In Halberstadt gibt es sogar eine Wrestling-Schule, in der Talente aus dem gesamten mitteldeutschen Raum ihre Fertigkeiten im Showkampf trainieren.

Gegründet hat sie der Wrestler Martin Guerrero – bürgerlich heißt er Martin Behrens. Seit August 2013 ist der gebürtige Halberstädter begeisterter Wrestler. Benannt hat er sich nach seinem Vorbild, dem Wrestler Eddie Guerrero, der bereits verstorben ist. Schon als Jugendlicher verfolgt er die Shows der großen Wrestling-Stars im Fernsehen.

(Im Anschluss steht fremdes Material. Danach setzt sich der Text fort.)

impl ShaderVariable {
    pub const ALL: [ShaderVariable; 24] = [
        ShaderVariable::PositionScreenSpace,
        ShaderVariable::PositionWorldSpace,
        ShaderVariable::GLPositionWorldSpace,
        ShaderVariable::PositionViewSpace,
        ShaderVariable::PositionTextureSpace,
        ShaderVariable::Color,
        ShaderVariable::Primary2DTextureCoordinates,
        ShaderVariable::Primary3DTextureCoordinates,
        ShaderVariable::Secondary2DTextureCoordinates,
        ShaderVariable::Secondary3DTextureCoordinates,
        ShaderVariable::TangentWorldSpace,
        ShaderVariable::TangentViewSpace,
        ShaderVariable::BinormalWorldSpace,
        ShaderVariable::BinormalViewSpace,
        ShaderVariable::NormalWorldSpace,
        ShaderVariable::NormalViewSpace,
        ShaderVariable::WorldTBNMatrix,
        ShaderVariable::ViewTBNMatrix,
        ShaderVariable::WorldToTangentMatrix,
        ShaderVariable::ModelViewMatrix,
        ShaderVariable::NormalMatrix,
        ShaderVariable::ModelViewProjectionMatrix,
        ShaderVariable::BillboardModelMatrix,
        ShaderVariable::OutputFragment,
    ];

    /// Request token (e.g. "PositionTextureSpace")
    pub fn key(self) -> &'static str {
        match self {
            ShaderVariable::PositionScreenSpace => "PositionScreenSpace",
            ShaderVariable::PositionWorldSpace => "PositionWorldSpace",
            ShaderVariable::GLPositionWorldSpace => "GLPositionWorldSpace",
            ShaderVariable::PositionViewSpace => "PositionViewSpace",
            ShaderVariable::PositionTextureSpace => "PositionTextureSpace",
            ShaderVariable::Color => "Color",
            ShaderVariable::Primary2DTextureCoordinates => "Primary2DTextureCoordinates",
            ShaderVariable::Primary3DTextureCoordinates => "Primary3DTextureCoordinates",
            ShaderVariable::Secondary2DTextureCoordinates => "Secondary2DTextureCoordinates",
            ShaderVariable::Secondary3DTextureCoordinates => "Secondary3DTextureCoordinates",
            ShaderVariable::TangentWorldSpace => "TangentWorldSpace",
            ShaderVariable::TangentViewSpace => "TangentViewSpace",
            ShaderVariable::BinormalWorldSpace => "BinormalWorldSpace",
            ShaderVariable::BinormalViewSpace => "BinormalViewSpace",
            ShaderVariable::NormalWorldSpace => "NormalWorldSpace",
            ShaderVariable::NormalViewSpace => "NormalViewSpace",
            ShaderVariable::WorldTBNMatrix => "WorldTBNMatrix",
            ShaderVariable::ViewTBNMatrix => "ViewTBNMatrix",
            ShaderVariable::WorldToTangentMatrix => "WorldToTangentMatrix",
            ShaderVariable::ModelViewMatrix => "ModelViewMatrix",
            ShaderVariable::NormalMatrix => "NormalMatrix",
            ShaderVariable::ModelViewProjectionMatrix => "ModelViewProjectionMatrix",
            ShaderVariable::BillboardModelMatrix => "BillboardModelMatrix",
            ShaderVariable::OutputFragment => "OutputFragment",
        }
    }

    /// Identifier used in GLSL code
    pub fn name(self) -> &'static str {
        match self {
            ShaderVariable::PositionScreenSpace | ShaderVariable::GLPositionWorldSpace => {
                "gl_Position"
            }
            ShaderVariable::PositionWorldSpace => "ssv_PositionWorldSpace",
            ShaderVariable::PositionViewSpace => "ssv_PositionViewSpace",
            ShaderVariable::PositionTextureSpace => "ssv_PositionTextureSpace",
            ShaderVariable::Color => "ssv_Color",
            ShaderVariable::Primary2DTextureCoordinates => "ssv_2DTexCoord0",
            ShaderVariable::Primary3DTextureCoordinates => "ssv_3DTexCoord0",
            ShaderVariable::Secondary2DTextureCoordinates => "ssv_2DTexCoord1",
            ShaderVariable::Secondary3DTextureCoordinates => "ssv_3DTexCoord1",
            ShaderVariable::TangentWorldSpace => "ssv_TangentWorldSpace",
            ShaderVariable::TangentViewSpace => "ssv_TangentViewSpace",
            ShaderVariable::BinormalWorldSpace => "ssv_BinormalWorldSpace",
            ShaderVariable::BinormalViewSpace => "ssv_BinormalViewSpace",
            ShaderVariable::NormalWorldSpace => "ssv_NormalWorldSpace",
            ShaderVariable::NormalViewSpace => "ssv_NormalViewSpace",
            ShaderVariable::WorldTBNMatrix => "ssv_WorldTBNMatrix",
            ShaderVariable::ViewTBNMatrix => "ssv_ViewTBNMatrix",
            ShaderVariable::WorldToTangentMatrix => "ssv_WorldToTangentMatrix",
            ShaderVariable::ModelViewMatrix => "ssv_ModelViewMatrix",
            ShaderVariable::NormalMatrix => "ssv_NormalMatrix",
            ShaderVariable::ModelViewProjectionMatrix => "ssv_ModelViewProjectionMatrix",
            ShaderVariable::BillboardModelMatrix => "ssv_BillboardModelMatrix",
            ShaderVariable::OutputFragment => "ssv_OutputFragment",
        }
    }

    /// GLSL type of the variable
    pub fn variable_type(self) -> VariableType {
        match self {
            ShaderVariable::Primary2DTextureCoordinates
            | ShaderVariable::Secondary2DTextureCoordinates => VariableType::FloatVector2,
            ShaderVariable::Primary3DTextureCoordinates
            | ShaderVariable::Secondary3DTextureCoordinates
            | ShaderVariable::TangentWorldSpace
            | ShaderVariable::TangentViewSpace
            | ShaderVariable::BinormalWorldSpace
            | ShaderVariable::BinormalViewSpace
            | ShaderVariable::NormalWorldSpace
            | ShaderVariable::NormalViewSpace => VariableType::FloatVector3,
            ShaderVariable::WorldTBNMatrix
            | ShaderVariable::ViewTBNMatrix
            | ShaderVariable::WorldToTangentMatrix
            | ShaderVariable::NormalMatrix => VariableType::Matrix3,
            ShaderVariable::ModelViewMatrix
            | ShaderVariable::ModelViewProjectionMatrix
            | ShaderVariable::BillboardModelMatrix => VariableType::Matrix4,
            _ => VariableType::FloatVector4,
        }
    }

    /// Stage interface location when the variable leaves the vertex stage
    ///
    /// mat3 outputs take three consecutive locations.
    pub fn location(self) -> Option<u32> {
        match self {
            ShaderVariable::PositionWorldSpace => Some(0),
            ShaderVariable::PositionViewSpace => Some(1),
            ShaderVariable::PositionTextureSpace => Some(2),
            ShaderVariable::Color => Some(3),
            ShaderVariable::Primary2DTextureCoordinates => Some(4),
            ShaderVariable::Primary3DTextureCoordinates => Some(5),
            ShaderVariable::Secondary2DTextureCoordinates => Some(6),
            ShaderVariable::Secondary3DTextureCoordinates => Some(7),
            ShaderVariable::TangentWorldSpace => Some(8),
            ShaderVariable::TangentViewSpace => Some(9),
            ShaderVariable::BinormalWorldSpace => Some(10),
            ShaderVariable::BinormalViewSpace => Some(11),
            ShaderVariable::NormalWorldSpace => Some(12),
            ShaderVariable::NormalViewSpace => Some(13),
            ShaderVariable::WorldTBNMatrix => Some(14),
            ShaderVariable::ViewTBNMatrix => Some(17),
            ShaderVariable::WorldToTangentMatrix => Some(20),
            ShaderVariable::OutputFragment => Some(0),
            _ => None,
        }
    }

    /// Whether a vertex shader generator has a synthesis routine for it
    pub fn is_synthesizable(self) -> bool {
        !matches!(
            self,
            ShaderVariable::ModelViewMatrix
                | ShaderVariable::NormalMatrix
                | ShaderVariable::ModelViewProjectionMatrix
                | ShaderVariable::BillboardModelMatrix
                | ShaderVariable::OutputFragment
        )
    }

    /// Variables that must be available locally before this one is computed
    pub fn prerequisites(self) -> &'static [ShaderVariable] {
        match self {
            ShaderVariable::PositionTextureSpace => &[
                ShaderVariable::PositionViewSpace,
                ShaderVariable::TangentViewSpace,
                ShaderVariable::BinormalViewSpace,
                ShaderVariable::NormalViewSpace,
            ],
            _ => &[],
        }
    }
}
use super::{
    block_body, members_are_valid, members_bytes, ArraySize, Declaration, DeclarationKind, Member,
};
use crate::keys::MemoryLayout;

// ===== UNIFORM BLOCK =====

/// Uniform buffer object
///
/// ```text
/// layout(set = 0, binding = 0, std140) uniform ViewUniformBlock
/// {
///     mat4 viewMatrix;
/// } ubView;
/// ```
#[derive(Debug, Clone, PartialEq, Eq)]
pub struct UniformBlock {
    set: u32,
    binding: u32,
    layout: MemoryLayout,
    name: String,
    instance_name: Option<String>,
    members: Vec<Member>,
}

impl UniformBlock {
    /// Create an empty std140 uniform block
    ///
    /// Members are added with `with_member`; a block without members is
    /// not valid.
    pub fn new(set: u32, binding: u32, name: impl Into<String>) -> Self {
        Self {
            set,
            binding,
            layout: MemoryLayout::Std140,
            name: name.into(),
            instance_name: None,
            members: Vec::new(),
        }
    }

    pub fn with_layout(mut self, layout: MemoryLayout) -> Self {
        self.layout = layout;
        self
    }

    pub fn with_instance_name(mut self, instance_name: impl Into<String>) -> Self {
        self.instance_name = Some(instance_name.into());
        self
    }

    pub fn with_member(mut self, member: Member) -> Self {
        self.members.push(member);
        self
    }

    pub fn set(&self) -> u32 {
        self.set
    }

    pub fn binding(&self) -> u32 {
        self.binding
    }

    pub fn instance_name(&self) -> Option<&str> {
        self.instance_name.as_deref()
    }

    pub fn members(&self) -> &[Member] {
        &self.members
    }
}

impl Declaration for UniformBlock {
    const KIND: DeclarationKind = DeclarationKind::UniformBlock;

    fn name(&self) -> &str {
        &self.name
    }

    fn is_valid(&self) -> bool {
        !self.name.is_empty() && members_are_valid(&self.members)
    }

    fn source_code(&self) -> String {
        format!(
            "layout(set = {}, binding = {}, {}) uniform {}\n{}",
            self.set,
            self.binding,
            self.layout.to_str(),
            self.name,
            block_body(&self.members, self.instance_name.as_deref(), ArraySize::None)
        )
    }

    fn bytes(&self) -> u32 {
        members_bytes(&self.members)
    }
}

// ===== SHADER STORAGE BLOCK =====

/// Shader storage buffer object
///
/// The last member may be an unsized runtime array.
#[derive(Debug, Clone, PartialEq, Eq)]
pub struct ShaderStorageBlock {
    set: u32,
    binding: u32,
    layout: MemoryLayout,
    read_only: bool,
    name: String,
    instance_name: Option<String>,
    members: Vec<Member>,
}

impl ShaderStorageBlock {
    /// Create an empty std430 storage block
    pub fn new(set: u32, binding: u32, name: impl Into<String>) -> Self {
        Self {
            set,
            binding,
            layout: MemoryLayout::Std430,
            read_only: false,
            name: name.into(),
            instance_name: None,
            members: Vec::new(),
        }
    }

    pub fn with_layout(mut self, layout: MemoryLayout) -> Self {
        self.layout = layout;
        self
    }

    pub fn read_only(mut self) -> Self {
        self.read_only = true;
        self
    }

    pub fn with_instance_name(mut self, instance_name: impl Into<String>) -> Self {
        self.instance_name = Some(instance_name.into());
        self
    }

    pub fn with_member(mut self, member: Member) -> Self {
        self.members.push(member);
        self
    }

    pub fn set(&self) -> u32 {
        self.set
    }

    pub fn binding(&self) -> u32 {
        self.binding
    }

    pub fn is_read_only(&self) -> bool {
        self.read_only
    }
}

impl Declaration for ShaderStorageBlock {
    const KIND: DeclarationKind = DeclarationKind::ShaderStorageBlock;

    fn name(&self) -> &str {
        &self.name
    }

    fn is_valid(&self) -> bool {
        if self.name.is_empty() || !members_are_valid(&self.members) {
            return false;
        }

        // Only the last member may be a runtime array
        let last = self.members.len() - 1;
        self.members
            .iter()
            .enumerate()
            .all(|(index, member)| index == last || member.array_size != ArraySize::Unsized)
    }

    fn source_code(&self) -> String {
        let access = if self.read_only { "readonly " } else { "" };
        format!(
            "layout(set = {}, binding = {}, {}) {}buffer {}\n{}",
            self.set,
            self.binding,
            self.layout.to_str(),
            access,
            self.name,
            block_body(&self.members, self.instance_name.as_deref(), ArraySize::None)
        )
    }

    fn bytes(&self) -> u32 {
        members_bytes(&self.members)
    }
}

// ===== PUSH CONSTANT BLOCK =====

/// Push constant block (`layout(push_constant) uniform Name { ... } instance;`)
#[derive(Debug, Clone, PartialEq, Eq)]
pub struct PushConstantBlock {
    name: String,
    instance_name: Option<String>,
    members: Vec<Member>,
}

impl PushConstantBlock {
    pub fn new(name: impl Into<String>) -> Self {
        Self {
            name: name.into(),
            instance_name: None,
            members: Vec::new(),
        }
    }

    pub fn with_instance_name(mut self, instance_name: impl Into<String>) -> Self {
        self.instance_name = Some(instance_name.into());
        self
    }

    pub fn with_member(mut self, member: Member) -> Self {
        self.members.push(member);
        self
    }

    pub fn instance_name(&self) -> Option<&str> {
        self.instance_name.as_deref()
    }

    pub fn members(&self) -> &[Member] {
        &self.members
    }
}

impl Declaration for PushConstantBlock {
    const KIND: DeclarationKind = DeclarationKind::PushConstantBlock;

    fn name(&self) -> &str {
        &self.name
    }

    fn is_valid(&self) -> bool {
        !self.name.is_empty() && members_are_valid(&self.members)
    }

    fn source_code(&self) -> String {
        format!(
            "layout(push_constant) uniform {}\n{}",
            self.name,
            block_body(&self.members, self.instance_name.as_deref(), ArraySize::None)
        )
    }

    fn bytes(&self) -> u32 {
        members_bytes(&self.members)
    }
}
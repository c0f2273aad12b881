//! Error types for Saphir
//!
//! This module defines the error type shared by declarations, shaders,
//! stage wiring and the shader generator.

use std::fmt;

/// Result type for Saphir operations
pub type Result<T> = std::result::Result<T, Error>;

/// Saphir errors
///
/// Every variant carries a human readable message. The message is also
/// sent to the logger at ERROR severity when the error is raised through
/// `saphir_bail!` or `saphir_err!`.
#[derive(Debug, Clone, PartialEq, Eq)]
pub enum Error {
    /// A declaration failed its own validity check (empty name, bad type, ...)
    InvalidDeclaration(String),

    /// A declaration with the same name already exists in the target bucket
    DuplicateDeclaration(String),

    /// The requested variable has no synthesis routine
    UnsupportedSyntheticVariable(String),

    /// The upstream shader has not produced its source code yet
    UpstreamNotGenerated(String),

    /// The upstream shader declares neither stage outputs nor output blocks
    UpstreamHasNoOutputs(String),

    /// The upstream stage cannot feed the downstream stage
    IncompatibleStages(String),

    /// Source code assembly or synthesis failed
    GenerationFailed(String),

    /// A program already holds a shader for this stage
    ShaderAlreadyInitialized(String),

    /// A program holds no shader for this stage
    ShaderNotInitialized(String),

    /// Loading or writing shader source code failed
    Io(String),
}

impl fmt::Display for Error {
    fn fmt(&self, f: &mut fmt::Formatter<'_>) -> fmt::Result {
        match self {
            Error::InvalidDeclaration(msg) => write!(f, "Invalid declaration: {}", msg),
            Error::DuplicateDeclaration(msg) => write!(f, "Duplicate declaration: {}", msg),
            Error::UnsupportedSyntheticVariable(msg) => {
                write!(f, "Unsupported synthetic variable: {}", msg)
            }
            Error::UpstreamNotGenerated(msg) => write!(f, "Upstream shader not generated: {}", msg),
            Error::UpstreamHasNoOutputs(msg) => {
                write!(f, "Upstream shader has no outputs: {}", msg)
            }
            Error::IncompatibleStages(msg) => write!(f, "Incompatible stages: {}", msg),
            Error::GenerationFailed(msg) => write!(f, "Generation failed: {}", msg),
            Error::ShaderAlreadyInitialized(msg) => {
                write!(f, "Shader already initialized: {}", msg)
            }
            Error::ShaderNotInitialized(msg) => write!(f, "Shader not initialized: {}", msg),
            Error::Io(msg) => write!(f, "I/O error: {}", msg),
        }
    }
}

impl std::error::Error for Error {}

// ===== ERROR MACROS =====

/// Build an error, logging it at ERROR severity with file:line information
///
/// # Example
///
/// ```no_run
/// use saphir::Error;
///
/// let error =
///     saphir::saphir_err!("saphir::Shader", Error::GenerationFailed, "Missing '{}'", "main");
/// ```
#[macro_export]
macro_rules! saphir_err {
    ($source:expr, $variant:path, $($arg:tt)*) => {{
        let message = format!($($arg)*);
        $crate::Saphir::log_detailed(
            $crate::log::LogSeverity::Error,
            $source,
            message.clone(),
            file!(),
            line!()
        );
        $variant(message)
    }};
}

/// Log an error and return it from the current function
///
/// # Example
///
/// ```no_run
/// use saphir::{Error, Result};
///
/// fn check(name: &str) -> Result<()> {
///     if name.is_empty() {
///         saphir::saphir_bail!("saphir::Shader", Error::InvalidDeclaration, "Empty name");
///     }
///     Ok(())
/// }
/// ```
#[macro_export]
macro_rules! saphir_bail {
    ($source:expr, $variant:path, $($arg:tt)*) => {
        return Err($crate::saphir_err!($source, $variant, $($arg)*))
    };
}

#[cfg(test)]
#[path = "error_tests.rs"]
mod tests;
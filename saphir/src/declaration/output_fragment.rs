use super::{Declaration, DeclarationKind};
use crate::keys::VariableType;

/// Fragment shader color output (`layout(location = 0) out vec4 name;`)
#[derive(Debug, Clone, PartialEq, Eq)]
pub struct OutputFragment {
    location: u32,
    variable_type: VariableType,
    name: String,
}

impl OutputFragment {
    pub fn new(location: u32, variable_type: VariableType, name: impl Into<String>) -> Self {
        Self {
            location,
            variable_type,
            name: name.into(),
        }
    }

    pub fn location(&self) -> u32 {
        self.location
    }

    pub fn variable_type(&self) -> &VariableType {
        &self.variable_type
    }
}

impl Declaration for OutputFragment {
    const KIND: DeclarationKind = DeclarationKind::OutputFragment;

    fn name(&self) -> &str {
        &self.name
    }

    fn is_valid(&self) -> bool {
        !self.name.is_empty() && self.variable_type.is_fragment_output()
    }

    fn source_code(&self) -> String {
        format!(
            "layout(location = {}) out {} {};\n",
            self.location, self.variable_type, self.name
        )
    }

    fn bytes(&self) -> u32 {
        self.variable_type.bytes()
    }
}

Vor sechs Jahren beginnt er, auf dem Video-Portal YouTube über die großen Shows aus Amerika zu berichten. Damit ist er schließlich so erfolgreich, dass er sich zwei Jahre nach seiner Ausbildung zum Versicherungskaufmann seinem Chef gegenüberstellt und sagt, er müsse kündigen, um sich voll auf seine Karriere als YouTuber zu konzentrieren. „Mein Chef war geschockt. Er hat mich für verrückt erklärt“, erinnert er sich.

Doch am Ende läuft es gut. Mehr als 100.000 Zuschauer verfolgen die Clips des Halberstädters, der mit dieser Fangemeinde der größte YouTuber in diesem Bereich ist. Er spricht vor allem über Shows aus Amerika. „Und dann dachte ich 2013, wenn ich darüber professionell berichte, dann wäre es gut, wenn ich auch davon Ahnung hätte. Ich fing also an, zu trainieren. Und ich bin hängen geblieben, habe immer mehr trainiert.“

Eins führt zum anderen. Mit seinem Alter Ego Martin Guerrero ist er heute selbst ein gefeierter Star der Szene. „Es ist einem selbst nicht so bewusst, wie bekannt man ist. Es ist mir schon passiert, dass ich einkaufen war und von einem Fan erkannt wurde, der ein Foto mit mir gemacht hat“, sagt er.

Seine Wrestlingschule, das Wrestling Gym (Gym = engl. Turnhalle), eröffnet er im April 2017. „Wir haben 28 Mitglieder, die teils aus Leipzig und Hannover nach Halberstadt kommen, weil wir einen sehr guten Ruf haben“, sagt er. „Bei uns kann man ab 14 Jahren trainieren. Solange man im Wachstum ist, sind wir zurückhaltender mit den Übungen.“ Sprünge von den Seilen müssen da noch nicht drin sein. Wie in jedem anderen Kampfsport gehe es anfangs um die Ringübersicht, die Fallschule und konkrete Abläufe, sogenannte Moves.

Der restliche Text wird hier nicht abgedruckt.